Unidos por Dominguinhos, Mariana Aydar e Mestrinho celebram primeiro álbum juntos
Uma década depois de dividir tantos palcos, artistas lançam pela primeira vez um álbum em parceria, já disponível nas plataformas de música
Há pouco mais de 10 anos, o mestre Dominguinhos deixava, mesmo sem saber, o último legado para a música brasileira antes do seu ocaso neste planeta: foi o pivô do encontro de dois grandes artistas que se conheceram em visitas ao hospital nos seus últimos momentos de vida. Mariana Aydar e Mestrinho se uniram com a bênção do mestre e agora, uma década depois de dividir tantos palcos, lançam pela primeira vez um álbum em conjunto, já disponível nas plataformas de música.
O disco de estúdio “Mariana e Mestrinho”, produzido por Tó Brandileone (5 a Seco), apresenta repertório inédito e também clássicos do forró, mas pautados no discurso que repensa os preconceitos comuns no gênero, sobretudo com relação ao machismo. Os dois fizeram o primeiro registro juntos durante a pandemia, no festival Coala de 2020, em uma versão virtual e a afinidade dos dois tornou o projeto de um álbum juntos inevitável.
A bênção do mestre
Em 2013, Mariana filmava um documentário dedicado à trajetória de Dominguinhos e o visitava com frequência no hospital, esbarrando sempre na recepção com um sanfoneiro e sua sanfona. “Quando eu cheguei lá e vi a sanfona dele, falei: ‘ah, ele deve estar saindo de algum show’. Aí quando eu subi, a Guadalupe (ex-mulher de Dominguinhos) falou: ‘não, Mari. Ele vem todos os dias tocar para o Dominguinhos”, lembra a artista.

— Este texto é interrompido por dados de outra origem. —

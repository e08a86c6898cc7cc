//! Controllers driving the explore page and the community form.

use thiserror::Error;

use crate::page::errors::PageError;
use crate::render::RenderError;

pub mod filters;
pub mod preview;
pub mod session;

#[derive(Debug, Error)]
pub enum ServiceError {
    #[error("Required element missing: {0}")]
    MissingElement(String),

    #[error("Page error: {0}")]
    Page(#[from] PageError),

    #[error("Render error: {0}")]
    Render(#[from] RenderError),
}

pub type ServiceResult<T> = Result<T, ServiceError>;

/// Fails with [`ServiceError::MissingElement`] on the first id the page lacks.
pub(crate) fn require_elements<D>(dom: &D, required: &[&str]) -> ServiceResult<()>
where
    D: crate::page::DomReader + ?Sized,
{
    match required.iter().find(|id| !dom.has_element(id)) {
        Some(id) => Err(ServiceError::MissingElement((*id).to_string())),
        None => Ok(()),
    }
}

“Eu já tinha visto Mestrinho cantar em lugares, mas a gente ainda não tinha uma convivência. No hospital eu não só pude ter essa convivência como pude ver esse ser humano maravilhoso que ele é. Ele ia todos os dias tocar para Dominguinhos quando ele estava em uma situação bem difícil, na cama. E quando Mestrinho tocava, ele mexia a mãozinha e apertava a mão dele. Eu fico arrepiada só de lembrar”, recorda Mariana.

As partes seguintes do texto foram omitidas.